Work required >> Repeat verbatim, and only, the lines of the data below, beginning at the line that contains "term.collect_variables(&mut occurring);" and stopping after the line that contains "left.collect_free_variables(free, bound);".

═════ Extracted entries ═════

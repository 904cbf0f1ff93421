/*! Defines the syntax of first-order formulas with comparisons and interval
membership. */

use super::declaration::{PredicateDeclaration, VariableDeclaration};
use super::term::Term;
use std::{fmt, rc::Rc};

/// Is a comparison operator between two terms.
#[derive(Clone, Copy, PartialEq, Eq, Debug)]
pub enum ComparisonOperator {
    GreaterThan,
    LessThan,
    LessEqual,
    GreaterEqual,
    NotEqual,
    Equal,
}

/// Is a first-order formula.
///
/// Conjunction and disjunction are n-ary. Interior nodes own their children; quantifiers
/// own the variable declarations they bind. Equality is structural modulo declaration
/// identity.
#[derive(Clone, PartialEq, Eq)]
pub enum Formula {
    Boolean(bool),
    Predicate {
        declaration: Rc<PredicateDeclaration>,
        arguments: Vec<Term>,
    },
    Comparison {
        operator: ComparisonOperator,
        left: Term,
        right: Term,
    },
    /// Membership of a primitive term in the set of values of another term.
    In {
        element: Term,
        set: Term,
    },
    Not(Box<Formula>),
    And(Vec<Formula>),
    Or(Vec<Formula>),
    Implies {
        antecedent: Box<Formula>,
        consequent: Box<Formula>,
    },
    Biconditional {
        left: Box<Formula>,
        right: Box<Formula>,
    },
    Exists {
        variables: Vec<Rc<VariableDeclaration>>,
        argument: Box<Formula>,
    },
    ForAll {
        variables: Vec<Rc<VariableDeclaration>>,
        argument: Box<Formula>,
    },
}

impl Formula {
    pub fn predicate(declaration: &Rc<PredicateDeclaration>, arguments: Vec<Term>) -> Self {
        debug_assert_eq!(declaration.arity, arguments.len());
        Self::Predicate {
            declaration: Rc::clone(declaration),
            arguments,
        }
    }

    pub fn comparison(operator: ComparisonOperator, left: Term, right: Term) -> Self {
        Self::Comparison {
            operator,
            left,
            right,
        }
    }

    pub fn equal(left: Term, right: Term) -> Self {
        Self::comparison(ComparisonOperator::Equal, left, right)
    }

    pub fn in_set(element: Term, set: Term) -> Self {
        debug_assert!(element.is_primitive());
        Self::In { element, set }
    }

    pub fn not(argument: Formula) -> Self {
        Self::Not(Box::new(argument))
    }

    /// Builds a conjunction, collapsing the trivial cases of zero or one argument.
    pub fn and(mut arguments: Vec<Formula>) -> Self {
        match arguments.len() {
            0 => Self::Boolean(true),
            1 => arguments.remove(0),
            _ => Self::And(arguments),
        }
    }

    /// Builds a disjunction, collapsing the trivial cases of zero or one argument.
    pub fn or(mut arguments: Vec<Formula>) -> Self {
        match arguments.len() {
            0 => Self::Boolean(false),
            1 => arguments.remove(0),
            _ => Self::Or(arguments),
        }
    }

    pub fn implies(antecedent: Formula, consequent: Formula) -> Self {
        Self::Implies {
            antecedent: Box::new(antecedent),
            consequent: Box::new(consequent),
        }
    }

    pub fn if_and_only_if(left: Formula, right: Formula) -> Self {
        Self::Biconditional {
            left: Box::new(left),
            right: Box::new(right),
        }
    }

    /// Existentially quantifies `argument`; with no variables, the argument is returned
    /// unchanged.
    pub fn exists(variables: Vec<Rc<VariableDeclaration>>, argument: Formula) -> Self {
        if variables.is_empty() {
            return argument;
        }

        Self::Exists {
            variables,
            argument: Box::new(argument),
        }
    }

    /// Universally quantifies `argument`; with no variables, the argument is returned
    /// unchanged.
    pub fn for_all(variables: Vec<Rc<VariableDeclaration>>, argument: Formula) -> Self {
        if variables.is_empty() {
            return argument;
        }

        Self::ForAll {
            variables,
            argument: Box::new(argument),
        }
    }

    /// Returns the free variables of the formula in order of first occurrence.
    pub fn free_variables(&self) -> Vec<Rc<VariableDeclaration>> {
        let mut free = vec![];
        let mut bound = vec![];
        self.collect_free_variables(&mut free, &mut bound);
        free
    }

    pub fn is_closed(&self) -> bool {
        self.free_variables().is_empty()
    }

    fn collect_free_variables(
        &self,
        free: &mut Vec<Rc<VariableDeclaration>>,
        bound: &mut Vec<Rc<VariableDeclaration>>,
    ) {
        let visit_term = |term: &Term, free: &mut Vec<_>, bound: &[Rc<VariableDeclaration>]| {
            let mut occurring = vec![];
            term.collect_variables(&mut occurring);

            for declaration in occurring {
                if !bound.iter().any(|other| Rc::ptr_eq(other, &declaration))
                    && !free.iter().any(|other| Rc::ptr_eq(other, &declaration))
                {
                    free.push(declaration);
                }
            }
        };

        match self {
            Self::Boolean(_) => (),
            Self::Predicate { arguments, .. } => {
                for argument in arguments {
                    visit_term(argument, free, bound);
                }
            }
            Self::Comparison { left, right, .. } => {
                visit_term(left, free, bound);
                visit_term(right, free, bound);
            }
            Self::In { element, set } => {
                visit_term(element, free, bound);
                visit_term(set, free, bound);
            }
            Self::Not(argument) => argument.collect_free_variables(free, bound),
            Self::And(arguments) | Self::Or(arguments) => {
                for argument in arguments {
                    argument.collect_free_variables(free, bound);
                }
            }
            Self::Implies {
                antecedent,
                consequent,
            } => {
                antecedent.collect_free_variables(free, bound);
                consequent.collect_free_variables(free, bound);
            }
            Self::Biconditional { left, right } => {
                left.collect_free_variables(free, bound);
                right.collect_free_variables(free, bound);
            }
            Self::Exists {
                variables,
                argument,
            }
            | Self::ForAll {
                variables,
                argument,
            } => {
                let depth = bound.len();
                bound.extend(variables.iter().map(Rc::clone));
                argument.collect_free_variables(free, bound);
                bound.truncate(depth);
            }
        }
    }

    /// Returns whether the given variable occurs (free) in the formula. Since
    /// declarations are unique, an occurrence under a quantifier is never a rebinding.
    pub fn contains_variable(&self, declaration: &Rc<VariableDeclaration>) -> bool {
        match self {
            Self::Boolean(_) => false,
            Self::Predicate { arguments, .. } => arguments
                .iter()
                .any(|argument| argument.contains_variable(declaration)),
            Self::Comparison { left, right, .. } => {
                left.contains_variable(declaration) || right.contains_variable(declaration)
            }
            Self::In { element, set } => {
                element.contains_variable(declaration) || set.contains_variable(declaration)
            }
            Self::Not(argument) => argument.contains_variable(declaration),
            Self::And(arguments) | Self::Or(arguments) => arguments
                .iter()
                .any(|argument| argument.contains_variable(declaration)),
            Self::Implies {
                antecedent,
                consequent,
            } => {
                antecedent.contains_variable(declaration)
                    || consequent.contains_variable(declaration)
            }
            Self::Biconditional { left, right } => {
                left.contains_variable(declaration) || right.contains_variable(declaration)
            }
            Self::Exists { argument, .. } | Self::ForAll { argument, .. } => {
                argument.contains_variable(declaration)
            }
        }
    }

    /// Replaces every occurrence of the given variable by `replacement` in all terms of
    /// the formula.
    pub fn substitute(&mut self, declaration: &Rc<VariableDeclaration>, replacement: &Term) {
        match self {
            Self::Boolean(_) => (),
            Self::Predicate { arguments, .. } => {
                for argument in arguments {
                    argument.substitute(declaration, replacement);
                }
            }
            Self::Comparison { left, right, .. } => {
                left.substitute(declaration, replacement);
                right.substitute(declaration, replacement);
            }
            Self::In { element, set } => {
                element.substitute(declaration, replacement);
                set.substitute(declaration, replacement);
            }
            Self::Not(argument) => argument.substitute(declaration, replacement),
            Self::And(arguments) | Self::Or(arguments) => {
                for argument in arguments {
                    argument.substitute(declaration, replacement);
                }
            }
            Self::Implies {
                antecedent,
                consequent,
            } => {
                antecedent.substitute(declaration, replacement);
                consequent.substitute(declaration, replacement);
            }
            Self::Biconditional { left, right } => {
                left.substitute(declaration, replacement);
                right.substitute(declaration, replacement);
            }
            Self::Exists { argument, .. } | Self::ForAll { argument, .. } => {
                argument.substitute(declaration, replacement)
            }
        }
    }
}

impl fmt::Display for Formula {
    fn fmt(&self, f: &mut fmt::Formatter) -> fmt::Result {
        write!(f, "{}", crate::output::human_readable::format_formula(self))
    }
}

impl fmt::Debug for Formula {
    fn fmt(&self, f: &mut fmt::Formatter) -> fmt::Result {
        write!(f, "{}", self)
    }
}

/// Is a formula together with the variable declarations that are free in it, awaiting
/// quantification.
pub struct ScopedFormula {
    pub formula: Formula,
    pub free_variables: Vec<Rc<VariableDeclaration>>,
}

impl ScopedFormula {
    pub fn existential_closure(self) -> Formula {
        Formula::exists(self.free_variables, self.formula)
    }

    pub fn universal_closure(self) -> Formula {
        Formula::for_all(self.free_variables, self.formula)
    }
}

#[cfg(test)]
mod tests {
    use super::*;
    use crate::syntax::declaration::VariableDeclaration;

    #[test]
    fn collapse_trivial_connectives() {
        assert_eq!(Formula::and(vec![]), Formula::Boolean(true));
        assert_eq!(Formula::or(vec![]), Formula::Boolean(false));

        let x = VariableDeclaration::user_defined("X");
        let comparison = Formula::equal(Term::variable(&x), Term::Integer(1));
        assert_eq!(Formula::and(vec![comparison.clone()]), comparison);
    }

    #[test]
    fn quantifier_over_no_variables_is_dropped() {
        let formula = Formula::for_all(vec![], Formula::Boolean(true));
        assert_eq!(formula, Formula::Boolean(true));
    }

    #[test]
    fn free_variables_exclude_bound_declarations() {
        let x = VariableDeclaration::user_defined("X");
        let y = VariableDeclaration::user_defined("Y");

        let argument = Formula::equal(Term::variable(&x), Term::variable(&y));
        let formula = Formula::exists(vec![Rc::clone(&x)], argument);

        let free = formula.free_variables();
        assert_eq!(free.len(), 1);
        assert!(Rc::ptr_eq(&free[0], &y));
        assert!(!formula.is_closed());
    }

    #[test]
    fn scoped_formula_closure_binds_free_variables() {
        let x = VariableDeclaration::user_defined("X");
        let scoped = ScopedFormula {
            formula: Formula::equal(Term::variable(&x), Term::Integer(1)),
            free_variables: vec![Rc::clone(&x)],
        };

        assert!(scoped.universal_closure().is_closed());
    }
}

═════

Problem solution >>
            term.collect_variables(&mut occurring);

            for declaration in occurring {
                if !bound.iter().any(|other| Rc::ptr_eq(other, &declaration))
                    && !free.iter().any(|other| Rc::ptr_eq(other, &declaration))
                {
                    free.push(declaration);
                }
            }
        };

        match self {
            Self::Boolean(_) => (),
            Self::Predicate { arguments, .. } => {
                for argument in arguments {
                    visit_term(argument, free, bound);
                }
            }
            Self::Comparison { left, right, .. } => {
                visit_term(left, free, bound);
                visit_term(right, free, bound);
            }
            Self::In { element, set } => {
                visit_term(element, free, bound);
                visit_term(set, free, bound);
            }
            Self::Not(argument) => argument.collect_free_variables(free, bound),
            Self::And(arguments) | Self::Or(arguments) => {
                for argument in arguments {
                    argument.collect_free_variables(free, bound);
                }
            }
            Self::Implies {
                antecedent,
                consequent,
            } => {
                antecedent.collect_free_variables(free, bound);
                consequent.collect_free_variables(free, bound);
            }
            Self::Biconditional { left, right } => {
                left.collect_free_variables(free, bound);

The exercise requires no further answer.